[Collection entries]
==*==
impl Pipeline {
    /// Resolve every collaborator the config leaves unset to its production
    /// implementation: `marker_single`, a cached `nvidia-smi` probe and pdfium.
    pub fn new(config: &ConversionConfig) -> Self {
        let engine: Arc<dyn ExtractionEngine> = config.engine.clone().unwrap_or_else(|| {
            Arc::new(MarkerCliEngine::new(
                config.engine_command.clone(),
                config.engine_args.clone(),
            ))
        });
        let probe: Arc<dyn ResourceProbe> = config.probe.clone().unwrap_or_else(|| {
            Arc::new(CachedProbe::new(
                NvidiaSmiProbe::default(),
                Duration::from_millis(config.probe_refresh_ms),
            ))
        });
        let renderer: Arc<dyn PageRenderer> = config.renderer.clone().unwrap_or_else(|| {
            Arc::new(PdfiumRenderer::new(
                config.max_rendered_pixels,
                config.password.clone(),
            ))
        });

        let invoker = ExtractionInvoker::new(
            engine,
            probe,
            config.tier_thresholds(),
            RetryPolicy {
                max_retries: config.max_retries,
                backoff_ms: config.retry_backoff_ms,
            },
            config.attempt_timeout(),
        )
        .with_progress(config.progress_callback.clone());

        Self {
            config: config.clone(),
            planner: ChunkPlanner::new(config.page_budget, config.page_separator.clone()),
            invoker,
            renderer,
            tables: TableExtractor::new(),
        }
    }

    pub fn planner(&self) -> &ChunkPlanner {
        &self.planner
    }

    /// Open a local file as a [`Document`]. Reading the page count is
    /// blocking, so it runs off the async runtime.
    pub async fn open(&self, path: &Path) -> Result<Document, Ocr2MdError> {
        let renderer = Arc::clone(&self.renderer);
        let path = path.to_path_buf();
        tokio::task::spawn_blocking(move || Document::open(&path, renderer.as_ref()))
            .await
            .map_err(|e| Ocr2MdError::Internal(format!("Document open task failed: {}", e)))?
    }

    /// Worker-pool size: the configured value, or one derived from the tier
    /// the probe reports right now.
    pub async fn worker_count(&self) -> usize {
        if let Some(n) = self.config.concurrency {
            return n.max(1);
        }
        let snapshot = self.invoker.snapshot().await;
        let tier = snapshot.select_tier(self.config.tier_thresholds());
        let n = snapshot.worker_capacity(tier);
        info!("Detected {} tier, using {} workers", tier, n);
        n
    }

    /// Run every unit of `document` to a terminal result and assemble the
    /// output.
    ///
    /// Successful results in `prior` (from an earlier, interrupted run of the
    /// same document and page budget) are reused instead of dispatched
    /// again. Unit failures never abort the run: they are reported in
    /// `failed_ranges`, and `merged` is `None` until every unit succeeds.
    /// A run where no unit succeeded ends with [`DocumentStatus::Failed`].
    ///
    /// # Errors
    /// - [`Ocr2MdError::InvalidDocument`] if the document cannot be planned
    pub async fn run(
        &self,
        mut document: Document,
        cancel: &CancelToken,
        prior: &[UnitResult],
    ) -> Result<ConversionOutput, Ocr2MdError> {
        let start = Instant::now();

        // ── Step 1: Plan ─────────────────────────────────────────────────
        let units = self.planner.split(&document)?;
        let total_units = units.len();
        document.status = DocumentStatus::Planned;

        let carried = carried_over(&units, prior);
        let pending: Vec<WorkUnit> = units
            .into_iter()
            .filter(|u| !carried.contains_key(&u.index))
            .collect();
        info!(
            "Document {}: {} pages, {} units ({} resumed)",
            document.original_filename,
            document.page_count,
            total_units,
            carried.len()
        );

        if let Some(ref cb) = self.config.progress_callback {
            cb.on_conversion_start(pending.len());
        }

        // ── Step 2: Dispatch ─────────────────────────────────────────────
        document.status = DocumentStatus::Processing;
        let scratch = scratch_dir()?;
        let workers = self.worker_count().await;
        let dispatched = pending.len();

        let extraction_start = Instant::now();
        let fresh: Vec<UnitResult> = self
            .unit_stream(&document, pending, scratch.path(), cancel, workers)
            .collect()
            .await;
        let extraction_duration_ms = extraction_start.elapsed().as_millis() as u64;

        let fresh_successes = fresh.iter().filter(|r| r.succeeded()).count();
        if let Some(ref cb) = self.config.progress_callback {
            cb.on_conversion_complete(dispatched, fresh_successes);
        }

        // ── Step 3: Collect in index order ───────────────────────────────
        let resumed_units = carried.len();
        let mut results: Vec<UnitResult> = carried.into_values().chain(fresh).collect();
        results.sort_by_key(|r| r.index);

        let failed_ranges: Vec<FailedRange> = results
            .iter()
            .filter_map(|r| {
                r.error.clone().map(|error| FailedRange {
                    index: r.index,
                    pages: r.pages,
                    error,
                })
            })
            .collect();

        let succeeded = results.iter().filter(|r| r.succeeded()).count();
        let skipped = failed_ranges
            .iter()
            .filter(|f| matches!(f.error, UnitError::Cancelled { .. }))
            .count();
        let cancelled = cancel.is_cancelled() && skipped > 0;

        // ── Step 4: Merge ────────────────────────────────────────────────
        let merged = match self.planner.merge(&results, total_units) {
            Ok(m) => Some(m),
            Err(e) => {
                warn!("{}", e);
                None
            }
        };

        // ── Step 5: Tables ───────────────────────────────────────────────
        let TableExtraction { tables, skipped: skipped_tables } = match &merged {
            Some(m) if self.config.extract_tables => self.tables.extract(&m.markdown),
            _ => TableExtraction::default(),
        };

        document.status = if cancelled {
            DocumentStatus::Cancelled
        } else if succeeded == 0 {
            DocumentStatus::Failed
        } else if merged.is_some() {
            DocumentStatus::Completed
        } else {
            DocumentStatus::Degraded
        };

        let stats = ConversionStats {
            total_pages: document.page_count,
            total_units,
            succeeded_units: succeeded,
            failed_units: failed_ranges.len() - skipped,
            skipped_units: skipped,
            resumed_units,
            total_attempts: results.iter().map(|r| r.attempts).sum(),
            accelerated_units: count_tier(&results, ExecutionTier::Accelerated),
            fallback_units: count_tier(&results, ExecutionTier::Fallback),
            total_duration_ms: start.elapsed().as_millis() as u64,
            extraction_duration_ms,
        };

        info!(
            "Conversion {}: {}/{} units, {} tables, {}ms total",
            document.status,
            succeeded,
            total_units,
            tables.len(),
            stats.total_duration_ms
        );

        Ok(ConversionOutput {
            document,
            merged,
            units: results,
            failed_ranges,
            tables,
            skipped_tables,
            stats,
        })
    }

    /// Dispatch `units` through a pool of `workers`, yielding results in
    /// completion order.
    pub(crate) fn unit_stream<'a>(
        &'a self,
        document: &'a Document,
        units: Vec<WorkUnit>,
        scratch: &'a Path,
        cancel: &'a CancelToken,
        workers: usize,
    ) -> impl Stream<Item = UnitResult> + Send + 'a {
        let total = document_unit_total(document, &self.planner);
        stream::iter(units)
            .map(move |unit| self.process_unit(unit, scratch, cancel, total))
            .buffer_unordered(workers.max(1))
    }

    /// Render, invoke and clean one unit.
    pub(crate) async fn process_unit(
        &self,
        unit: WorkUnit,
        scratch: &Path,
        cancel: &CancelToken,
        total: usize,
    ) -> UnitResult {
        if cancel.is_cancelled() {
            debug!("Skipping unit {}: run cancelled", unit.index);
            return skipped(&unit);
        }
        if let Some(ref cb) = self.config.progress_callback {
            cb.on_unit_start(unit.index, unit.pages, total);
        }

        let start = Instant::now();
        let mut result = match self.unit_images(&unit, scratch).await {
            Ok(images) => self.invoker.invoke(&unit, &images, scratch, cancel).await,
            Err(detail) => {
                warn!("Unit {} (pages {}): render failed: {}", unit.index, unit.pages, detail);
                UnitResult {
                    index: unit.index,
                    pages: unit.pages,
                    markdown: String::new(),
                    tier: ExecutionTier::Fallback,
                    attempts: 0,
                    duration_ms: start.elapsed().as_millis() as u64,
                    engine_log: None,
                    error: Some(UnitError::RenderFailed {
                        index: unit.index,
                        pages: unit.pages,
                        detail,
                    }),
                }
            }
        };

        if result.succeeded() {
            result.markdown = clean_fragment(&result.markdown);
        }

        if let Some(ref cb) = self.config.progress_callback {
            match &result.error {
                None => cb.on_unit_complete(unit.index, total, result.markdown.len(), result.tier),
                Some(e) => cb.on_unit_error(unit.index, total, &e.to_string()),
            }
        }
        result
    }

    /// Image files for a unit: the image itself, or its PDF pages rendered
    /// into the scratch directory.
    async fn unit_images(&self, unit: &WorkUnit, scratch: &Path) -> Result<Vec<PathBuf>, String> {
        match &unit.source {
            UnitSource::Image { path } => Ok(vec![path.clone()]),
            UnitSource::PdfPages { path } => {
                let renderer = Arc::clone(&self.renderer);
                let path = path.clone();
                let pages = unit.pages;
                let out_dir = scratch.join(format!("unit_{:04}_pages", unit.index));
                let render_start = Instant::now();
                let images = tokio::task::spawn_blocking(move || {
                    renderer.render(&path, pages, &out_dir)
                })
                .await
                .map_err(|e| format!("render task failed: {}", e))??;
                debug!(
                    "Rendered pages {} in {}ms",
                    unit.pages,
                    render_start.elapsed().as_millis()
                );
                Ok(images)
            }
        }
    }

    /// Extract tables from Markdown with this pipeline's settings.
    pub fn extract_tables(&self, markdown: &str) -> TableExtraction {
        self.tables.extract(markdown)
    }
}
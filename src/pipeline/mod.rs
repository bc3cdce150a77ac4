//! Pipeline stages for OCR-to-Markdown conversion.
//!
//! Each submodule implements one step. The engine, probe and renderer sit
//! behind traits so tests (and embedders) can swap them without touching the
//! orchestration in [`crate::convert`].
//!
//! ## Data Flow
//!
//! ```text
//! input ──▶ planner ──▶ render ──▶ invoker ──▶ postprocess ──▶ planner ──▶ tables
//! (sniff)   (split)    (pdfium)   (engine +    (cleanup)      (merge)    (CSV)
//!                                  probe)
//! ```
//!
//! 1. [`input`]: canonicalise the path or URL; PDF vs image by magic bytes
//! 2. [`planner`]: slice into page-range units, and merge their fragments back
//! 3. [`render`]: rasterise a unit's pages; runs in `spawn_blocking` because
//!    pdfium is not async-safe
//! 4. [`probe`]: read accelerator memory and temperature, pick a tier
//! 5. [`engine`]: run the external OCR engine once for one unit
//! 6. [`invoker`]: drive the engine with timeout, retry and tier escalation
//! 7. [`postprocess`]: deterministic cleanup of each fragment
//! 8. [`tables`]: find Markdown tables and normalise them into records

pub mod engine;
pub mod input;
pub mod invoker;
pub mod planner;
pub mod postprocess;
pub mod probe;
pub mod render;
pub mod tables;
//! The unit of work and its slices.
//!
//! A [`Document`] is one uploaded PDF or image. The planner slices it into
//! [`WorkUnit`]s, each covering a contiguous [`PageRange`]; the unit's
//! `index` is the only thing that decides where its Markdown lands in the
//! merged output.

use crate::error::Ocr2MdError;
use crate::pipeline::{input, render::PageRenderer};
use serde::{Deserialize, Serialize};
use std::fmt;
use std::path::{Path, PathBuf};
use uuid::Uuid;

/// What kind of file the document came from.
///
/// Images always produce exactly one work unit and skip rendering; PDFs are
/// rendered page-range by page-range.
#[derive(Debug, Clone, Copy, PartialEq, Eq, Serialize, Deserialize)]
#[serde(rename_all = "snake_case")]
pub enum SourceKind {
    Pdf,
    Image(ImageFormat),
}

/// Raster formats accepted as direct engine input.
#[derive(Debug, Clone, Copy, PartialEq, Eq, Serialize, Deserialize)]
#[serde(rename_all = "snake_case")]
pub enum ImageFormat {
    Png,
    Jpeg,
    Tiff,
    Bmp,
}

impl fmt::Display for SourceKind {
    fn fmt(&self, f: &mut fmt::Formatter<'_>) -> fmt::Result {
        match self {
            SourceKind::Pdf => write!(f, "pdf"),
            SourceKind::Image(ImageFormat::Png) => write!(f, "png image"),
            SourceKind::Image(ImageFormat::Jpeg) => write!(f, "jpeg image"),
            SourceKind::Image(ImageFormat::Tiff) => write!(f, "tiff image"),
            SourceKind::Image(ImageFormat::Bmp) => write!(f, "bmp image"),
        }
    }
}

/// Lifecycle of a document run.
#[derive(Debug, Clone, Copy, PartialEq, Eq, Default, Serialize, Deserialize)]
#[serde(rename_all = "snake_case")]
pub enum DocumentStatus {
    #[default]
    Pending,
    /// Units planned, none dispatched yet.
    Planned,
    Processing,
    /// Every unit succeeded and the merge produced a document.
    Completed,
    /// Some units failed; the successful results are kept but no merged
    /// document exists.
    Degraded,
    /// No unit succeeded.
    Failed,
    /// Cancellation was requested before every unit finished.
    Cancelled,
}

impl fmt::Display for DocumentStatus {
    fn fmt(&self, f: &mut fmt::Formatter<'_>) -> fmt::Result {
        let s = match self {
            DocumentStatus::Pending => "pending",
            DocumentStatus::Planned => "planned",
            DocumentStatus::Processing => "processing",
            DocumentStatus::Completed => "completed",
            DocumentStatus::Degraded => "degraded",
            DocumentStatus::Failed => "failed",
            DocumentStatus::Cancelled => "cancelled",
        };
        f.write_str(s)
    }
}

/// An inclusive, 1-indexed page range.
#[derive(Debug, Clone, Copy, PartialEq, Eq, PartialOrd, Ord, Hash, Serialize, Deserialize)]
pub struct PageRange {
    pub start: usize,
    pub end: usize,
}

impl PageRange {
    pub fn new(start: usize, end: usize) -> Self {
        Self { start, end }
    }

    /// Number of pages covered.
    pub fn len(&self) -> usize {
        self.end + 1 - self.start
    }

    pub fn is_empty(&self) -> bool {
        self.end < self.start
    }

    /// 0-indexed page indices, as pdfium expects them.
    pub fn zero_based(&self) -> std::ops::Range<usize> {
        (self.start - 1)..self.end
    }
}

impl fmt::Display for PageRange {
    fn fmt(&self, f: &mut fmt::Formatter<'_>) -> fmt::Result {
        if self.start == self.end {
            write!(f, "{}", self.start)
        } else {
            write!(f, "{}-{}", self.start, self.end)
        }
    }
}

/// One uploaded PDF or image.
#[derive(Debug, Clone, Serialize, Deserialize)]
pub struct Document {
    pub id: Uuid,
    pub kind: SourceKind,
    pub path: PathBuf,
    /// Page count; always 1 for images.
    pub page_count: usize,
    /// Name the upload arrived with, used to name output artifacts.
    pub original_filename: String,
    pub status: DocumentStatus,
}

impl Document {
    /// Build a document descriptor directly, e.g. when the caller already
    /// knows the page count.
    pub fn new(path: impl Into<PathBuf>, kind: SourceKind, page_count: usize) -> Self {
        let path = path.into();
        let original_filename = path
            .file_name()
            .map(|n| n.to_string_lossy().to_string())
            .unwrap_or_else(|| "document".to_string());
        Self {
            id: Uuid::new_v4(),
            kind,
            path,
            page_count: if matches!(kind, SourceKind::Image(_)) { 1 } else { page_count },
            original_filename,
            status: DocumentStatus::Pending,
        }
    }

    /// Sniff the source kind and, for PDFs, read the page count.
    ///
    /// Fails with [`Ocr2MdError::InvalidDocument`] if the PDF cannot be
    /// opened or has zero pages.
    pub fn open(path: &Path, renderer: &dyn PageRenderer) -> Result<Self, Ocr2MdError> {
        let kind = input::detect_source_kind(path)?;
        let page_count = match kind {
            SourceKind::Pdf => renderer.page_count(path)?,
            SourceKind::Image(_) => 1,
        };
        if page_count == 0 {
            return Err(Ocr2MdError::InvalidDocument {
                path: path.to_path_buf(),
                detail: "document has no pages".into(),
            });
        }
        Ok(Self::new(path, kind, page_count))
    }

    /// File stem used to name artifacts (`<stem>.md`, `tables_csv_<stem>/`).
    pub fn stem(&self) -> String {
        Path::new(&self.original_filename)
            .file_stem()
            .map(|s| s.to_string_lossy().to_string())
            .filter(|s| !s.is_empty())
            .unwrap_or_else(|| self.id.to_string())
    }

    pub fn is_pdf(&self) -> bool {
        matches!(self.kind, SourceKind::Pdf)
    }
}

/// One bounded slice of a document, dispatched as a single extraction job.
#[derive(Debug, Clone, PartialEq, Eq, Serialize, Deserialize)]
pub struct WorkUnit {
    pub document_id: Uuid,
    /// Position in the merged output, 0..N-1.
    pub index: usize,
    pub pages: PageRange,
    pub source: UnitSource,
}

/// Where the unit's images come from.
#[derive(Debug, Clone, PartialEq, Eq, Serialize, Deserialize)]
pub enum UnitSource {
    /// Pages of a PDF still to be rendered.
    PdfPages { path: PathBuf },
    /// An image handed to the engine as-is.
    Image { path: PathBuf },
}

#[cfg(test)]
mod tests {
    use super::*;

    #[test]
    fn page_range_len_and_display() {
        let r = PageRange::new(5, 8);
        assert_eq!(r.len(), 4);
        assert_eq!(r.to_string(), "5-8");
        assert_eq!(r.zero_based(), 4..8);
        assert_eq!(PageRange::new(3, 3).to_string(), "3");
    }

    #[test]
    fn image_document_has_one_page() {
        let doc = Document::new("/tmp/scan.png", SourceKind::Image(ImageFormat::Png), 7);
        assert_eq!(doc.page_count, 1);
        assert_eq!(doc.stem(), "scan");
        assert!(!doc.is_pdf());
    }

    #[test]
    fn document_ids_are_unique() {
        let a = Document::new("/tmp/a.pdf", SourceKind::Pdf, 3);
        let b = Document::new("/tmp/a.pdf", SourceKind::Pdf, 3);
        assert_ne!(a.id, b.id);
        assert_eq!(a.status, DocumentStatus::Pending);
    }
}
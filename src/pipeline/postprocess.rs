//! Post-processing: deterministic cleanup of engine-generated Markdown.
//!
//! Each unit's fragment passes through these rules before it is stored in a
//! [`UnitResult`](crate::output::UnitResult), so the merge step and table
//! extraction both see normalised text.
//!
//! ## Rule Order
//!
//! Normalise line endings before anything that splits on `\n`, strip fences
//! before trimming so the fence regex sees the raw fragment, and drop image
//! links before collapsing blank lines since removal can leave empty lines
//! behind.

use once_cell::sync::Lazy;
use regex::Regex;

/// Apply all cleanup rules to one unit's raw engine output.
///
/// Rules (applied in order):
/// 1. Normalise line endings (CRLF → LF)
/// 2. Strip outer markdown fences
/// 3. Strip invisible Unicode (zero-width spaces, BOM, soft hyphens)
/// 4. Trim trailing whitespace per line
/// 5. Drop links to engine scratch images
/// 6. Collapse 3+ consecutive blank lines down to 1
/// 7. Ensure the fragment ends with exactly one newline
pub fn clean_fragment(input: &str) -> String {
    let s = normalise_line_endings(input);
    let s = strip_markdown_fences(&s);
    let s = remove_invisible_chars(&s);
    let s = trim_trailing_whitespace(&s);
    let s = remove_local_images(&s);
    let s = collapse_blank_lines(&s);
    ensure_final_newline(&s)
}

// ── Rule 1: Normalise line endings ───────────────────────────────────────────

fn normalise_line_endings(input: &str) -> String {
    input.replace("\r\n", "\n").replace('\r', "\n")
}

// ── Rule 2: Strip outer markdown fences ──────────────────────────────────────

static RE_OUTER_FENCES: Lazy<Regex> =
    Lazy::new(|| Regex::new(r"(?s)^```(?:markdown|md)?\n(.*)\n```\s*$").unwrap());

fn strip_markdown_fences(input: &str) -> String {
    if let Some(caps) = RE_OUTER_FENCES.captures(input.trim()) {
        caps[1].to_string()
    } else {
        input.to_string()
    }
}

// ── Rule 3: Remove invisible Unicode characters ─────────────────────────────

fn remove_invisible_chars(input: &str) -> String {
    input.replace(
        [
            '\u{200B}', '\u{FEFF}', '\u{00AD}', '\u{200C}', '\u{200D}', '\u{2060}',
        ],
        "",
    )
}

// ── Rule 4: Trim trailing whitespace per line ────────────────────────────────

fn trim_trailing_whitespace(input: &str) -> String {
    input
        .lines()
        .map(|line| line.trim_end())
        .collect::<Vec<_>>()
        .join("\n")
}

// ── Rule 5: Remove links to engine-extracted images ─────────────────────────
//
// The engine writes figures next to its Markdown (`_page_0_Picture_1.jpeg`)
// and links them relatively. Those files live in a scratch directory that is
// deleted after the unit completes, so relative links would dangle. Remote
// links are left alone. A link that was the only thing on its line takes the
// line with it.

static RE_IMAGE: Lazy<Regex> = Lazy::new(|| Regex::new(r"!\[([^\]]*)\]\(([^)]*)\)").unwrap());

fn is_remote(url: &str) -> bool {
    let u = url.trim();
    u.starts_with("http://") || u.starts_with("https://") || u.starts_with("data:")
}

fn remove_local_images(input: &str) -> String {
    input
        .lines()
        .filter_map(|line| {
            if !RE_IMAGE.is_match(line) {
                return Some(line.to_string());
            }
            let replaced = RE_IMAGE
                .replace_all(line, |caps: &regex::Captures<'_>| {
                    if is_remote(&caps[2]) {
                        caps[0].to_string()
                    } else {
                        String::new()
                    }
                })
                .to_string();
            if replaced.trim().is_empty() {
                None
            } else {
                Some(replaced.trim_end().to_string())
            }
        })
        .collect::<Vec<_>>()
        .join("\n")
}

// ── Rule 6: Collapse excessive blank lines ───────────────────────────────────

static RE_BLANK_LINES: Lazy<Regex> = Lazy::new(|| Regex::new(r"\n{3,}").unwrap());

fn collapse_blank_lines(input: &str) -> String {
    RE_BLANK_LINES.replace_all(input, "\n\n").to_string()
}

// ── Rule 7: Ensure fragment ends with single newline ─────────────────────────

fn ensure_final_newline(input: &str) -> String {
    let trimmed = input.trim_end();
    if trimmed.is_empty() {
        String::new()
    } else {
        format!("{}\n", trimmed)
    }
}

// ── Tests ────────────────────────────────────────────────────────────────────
==*==
> [ACTIVITY]: Looking at the entries above, copy out every line in which "Degraded" occurs.

> [EXERCISE OUTPUT]:
            DocumentStatus::Degraded
    Degraded,
            DocumentStatus::Degraded => "degraded",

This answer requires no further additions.